** SOURCE MATERIAL follows **

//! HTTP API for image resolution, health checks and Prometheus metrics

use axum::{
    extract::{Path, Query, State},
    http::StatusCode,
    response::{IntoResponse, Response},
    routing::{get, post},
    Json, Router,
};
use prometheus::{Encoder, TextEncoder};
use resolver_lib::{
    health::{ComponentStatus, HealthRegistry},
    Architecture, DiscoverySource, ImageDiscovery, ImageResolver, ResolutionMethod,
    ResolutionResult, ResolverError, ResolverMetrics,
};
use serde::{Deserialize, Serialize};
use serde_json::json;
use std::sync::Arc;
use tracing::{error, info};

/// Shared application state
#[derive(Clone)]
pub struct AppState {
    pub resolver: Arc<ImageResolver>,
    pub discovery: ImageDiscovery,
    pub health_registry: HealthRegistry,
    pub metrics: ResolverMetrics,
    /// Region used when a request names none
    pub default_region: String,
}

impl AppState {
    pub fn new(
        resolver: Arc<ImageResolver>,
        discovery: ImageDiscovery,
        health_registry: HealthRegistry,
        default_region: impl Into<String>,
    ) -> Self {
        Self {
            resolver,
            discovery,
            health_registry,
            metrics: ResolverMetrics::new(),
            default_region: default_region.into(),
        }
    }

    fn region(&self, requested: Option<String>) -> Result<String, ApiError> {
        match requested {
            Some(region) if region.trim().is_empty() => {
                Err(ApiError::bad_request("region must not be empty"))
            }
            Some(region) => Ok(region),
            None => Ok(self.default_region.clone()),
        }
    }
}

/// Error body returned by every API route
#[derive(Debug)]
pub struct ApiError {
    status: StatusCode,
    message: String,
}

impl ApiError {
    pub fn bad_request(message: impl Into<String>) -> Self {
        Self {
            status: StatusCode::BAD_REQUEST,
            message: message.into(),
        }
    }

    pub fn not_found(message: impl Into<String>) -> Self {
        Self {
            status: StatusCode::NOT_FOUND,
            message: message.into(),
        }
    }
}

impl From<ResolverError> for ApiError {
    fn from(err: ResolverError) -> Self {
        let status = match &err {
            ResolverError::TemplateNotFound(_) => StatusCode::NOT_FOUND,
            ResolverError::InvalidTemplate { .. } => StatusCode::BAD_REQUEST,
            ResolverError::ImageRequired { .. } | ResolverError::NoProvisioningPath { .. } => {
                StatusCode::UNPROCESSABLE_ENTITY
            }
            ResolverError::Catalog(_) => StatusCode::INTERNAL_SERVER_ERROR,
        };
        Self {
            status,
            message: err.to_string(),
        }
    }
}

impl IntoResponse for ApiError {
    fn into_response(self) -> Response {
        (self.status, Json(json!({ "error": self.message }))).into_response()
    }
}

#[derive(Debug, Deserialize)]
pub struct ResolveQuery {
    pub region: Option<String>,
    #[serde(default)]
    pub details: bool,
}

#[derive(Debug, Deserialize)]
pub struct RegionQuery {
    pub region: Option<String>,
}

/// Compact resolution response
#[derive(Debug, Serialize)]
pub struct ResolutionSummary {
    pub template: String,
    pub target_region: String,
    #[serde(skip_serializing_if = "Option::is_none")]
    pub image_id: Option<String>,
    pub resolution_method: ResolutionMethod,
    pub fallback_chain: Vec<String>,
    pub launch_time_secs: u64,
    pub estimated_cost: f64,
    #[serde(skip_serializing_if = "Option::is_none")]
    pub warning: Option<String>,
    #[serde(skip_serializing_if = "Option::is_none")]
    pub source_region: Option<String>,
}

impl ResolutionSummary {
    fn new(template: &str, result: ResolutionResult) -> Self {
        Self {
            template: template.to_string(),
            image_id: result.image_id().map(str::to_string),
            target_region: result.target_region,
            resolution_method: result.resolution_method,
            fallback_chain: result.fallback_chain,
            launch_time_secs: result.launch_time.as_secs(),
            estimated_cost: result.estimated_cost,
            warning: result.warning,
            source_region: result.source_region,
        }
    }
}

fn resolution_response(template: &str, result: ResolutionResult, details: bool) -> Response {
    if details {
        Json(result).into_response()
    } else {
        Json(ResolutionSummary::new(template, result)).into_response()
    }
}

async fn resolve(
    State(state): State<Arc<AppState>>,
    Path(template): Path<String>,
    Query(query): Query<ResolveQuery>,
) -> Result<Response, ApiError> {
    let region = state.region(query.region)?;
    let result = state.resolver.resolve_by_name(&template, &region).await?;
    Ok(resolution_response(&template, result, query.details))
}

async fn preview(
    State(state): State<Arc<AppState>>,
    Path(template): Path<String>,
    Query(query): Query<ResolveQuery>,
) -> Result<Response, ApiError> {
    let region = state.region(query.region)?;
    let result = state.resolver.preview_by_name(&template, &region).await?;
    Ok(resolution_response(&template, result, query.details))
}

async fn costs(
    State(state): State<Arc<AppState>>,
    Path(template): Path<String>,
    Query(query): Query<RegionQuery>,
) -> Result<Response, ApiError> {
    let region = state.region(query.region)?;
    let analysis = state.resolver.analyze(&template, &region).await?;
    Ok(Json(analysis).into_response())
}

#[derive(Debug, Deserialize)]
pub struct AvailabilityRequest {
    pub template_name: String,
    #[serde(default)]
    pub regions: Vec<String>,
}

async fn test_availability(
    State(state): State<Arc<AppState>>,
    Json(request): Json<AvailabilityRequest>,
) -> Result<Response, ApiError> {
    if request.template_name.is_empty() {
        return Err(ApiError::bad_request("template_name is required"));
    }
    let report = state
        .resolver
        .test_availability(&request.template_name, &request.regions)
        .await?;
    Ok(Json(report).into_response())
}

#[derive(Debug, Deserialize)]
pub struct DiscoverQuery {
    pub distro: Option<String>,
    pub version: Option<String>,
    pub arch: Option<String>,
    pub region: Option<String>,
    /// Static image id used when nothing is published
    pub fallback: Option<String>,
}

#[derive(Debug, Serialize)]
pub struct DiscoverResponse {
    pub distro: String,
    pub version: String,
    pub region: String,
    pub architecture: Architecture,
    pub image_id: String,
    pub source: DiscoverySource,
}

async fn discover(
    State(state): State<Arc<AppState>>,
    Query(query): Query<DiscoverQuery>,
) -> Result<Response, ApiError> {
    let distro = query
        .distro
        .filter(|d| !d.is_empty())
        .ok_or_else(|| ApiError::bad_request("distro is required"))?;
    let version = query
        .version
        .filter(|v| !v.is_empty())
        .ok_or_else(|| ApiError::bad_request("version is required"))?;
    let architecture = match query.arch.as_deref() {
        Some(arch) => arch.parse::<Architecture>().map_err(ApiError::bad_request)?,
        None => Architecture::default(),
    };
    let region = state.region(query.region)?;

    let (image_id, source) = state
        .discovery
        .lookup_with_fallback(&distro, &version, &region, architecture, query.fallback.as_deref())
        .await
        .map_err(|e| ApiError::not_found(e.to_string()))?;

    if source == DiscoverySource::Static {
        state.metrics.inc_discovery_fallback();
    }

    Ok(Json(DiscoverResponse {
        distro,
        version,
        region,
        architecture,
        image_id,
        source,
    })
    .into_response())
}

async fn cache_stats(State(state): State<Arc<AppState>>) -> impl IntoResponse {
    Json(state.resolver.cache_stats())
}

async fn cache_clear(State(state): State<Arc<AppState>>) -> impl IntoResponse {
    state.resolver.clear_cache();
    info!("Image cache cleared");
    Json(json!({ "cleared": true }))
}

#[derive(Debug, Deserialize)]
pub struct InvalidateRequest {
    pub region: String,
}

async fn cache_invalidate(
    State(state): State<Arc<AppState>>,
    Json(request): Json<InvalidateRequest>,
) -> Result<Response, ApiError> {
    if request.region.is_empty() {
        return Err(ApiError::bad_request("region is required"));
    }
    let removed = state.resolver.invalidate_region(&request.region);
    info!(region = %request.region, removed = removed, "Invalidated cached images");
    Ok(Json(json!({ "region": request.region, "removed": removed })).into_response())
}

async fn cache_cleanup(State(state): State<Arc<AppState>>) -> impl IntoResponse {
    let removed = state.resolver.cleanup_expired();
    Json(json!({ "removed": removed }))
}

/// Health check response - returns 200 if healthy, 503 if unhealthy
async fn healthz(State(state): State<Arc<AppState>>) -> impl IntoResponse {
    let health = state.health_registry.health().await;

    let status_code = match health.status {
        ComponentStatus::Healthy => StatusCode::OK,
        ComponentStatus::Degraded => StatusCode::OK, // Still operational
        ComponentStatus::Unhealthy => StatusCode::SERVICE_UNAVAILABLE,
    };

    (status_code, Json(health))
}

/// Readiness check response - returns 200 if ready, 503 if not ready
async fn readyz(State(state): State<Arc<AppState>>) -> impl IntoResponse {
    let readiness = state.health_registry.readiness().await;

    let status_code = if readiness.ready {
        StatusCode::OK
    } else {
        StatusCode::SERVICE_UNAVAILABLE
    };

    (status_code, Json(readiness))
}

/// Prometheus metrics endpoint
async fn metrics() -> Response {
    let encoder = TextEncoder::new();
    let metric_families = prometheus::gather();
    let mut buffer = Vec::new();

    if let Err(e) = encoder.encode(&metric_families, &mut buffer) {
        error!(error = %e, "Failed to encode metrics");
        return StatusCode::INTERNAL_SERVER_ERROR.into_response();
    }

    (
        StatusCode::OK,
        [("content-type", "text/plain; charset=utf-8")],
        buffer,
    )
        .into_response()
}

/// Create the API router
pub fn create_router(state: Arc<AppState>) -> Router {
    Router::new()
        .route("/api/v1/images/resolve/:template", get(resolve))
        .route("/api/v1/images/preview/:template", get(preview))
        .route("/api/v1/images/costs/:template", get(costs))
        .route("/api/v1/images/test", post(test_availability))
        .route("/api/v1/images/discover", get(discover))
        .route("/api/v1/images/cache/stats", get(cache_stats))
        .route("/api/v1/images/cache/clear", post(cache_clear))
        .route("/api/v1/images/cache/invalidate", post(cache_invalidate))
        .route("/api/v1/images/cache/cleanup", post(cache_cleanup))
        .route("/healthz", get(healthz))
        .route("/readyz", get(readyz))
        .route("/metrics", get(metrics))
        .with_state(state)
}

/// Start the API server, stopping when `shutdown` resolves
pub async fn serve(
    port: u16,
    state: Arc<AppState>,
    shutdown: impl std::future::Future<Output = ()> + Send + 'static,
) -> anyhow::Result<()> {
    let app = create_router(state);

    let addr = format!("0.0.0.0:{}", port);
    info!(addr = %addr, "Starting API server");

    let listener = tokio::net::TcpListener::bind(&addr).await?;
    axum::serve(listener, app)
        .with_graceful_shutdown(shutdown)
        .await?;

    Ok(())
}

** End of SOURCE MATERIAL **

EXERCISE OBJECTIVE — Please provide the number of lines in the listing above that contain the word "DiscoverySource", and nothing further.

WRITTEN RESPONSE — 3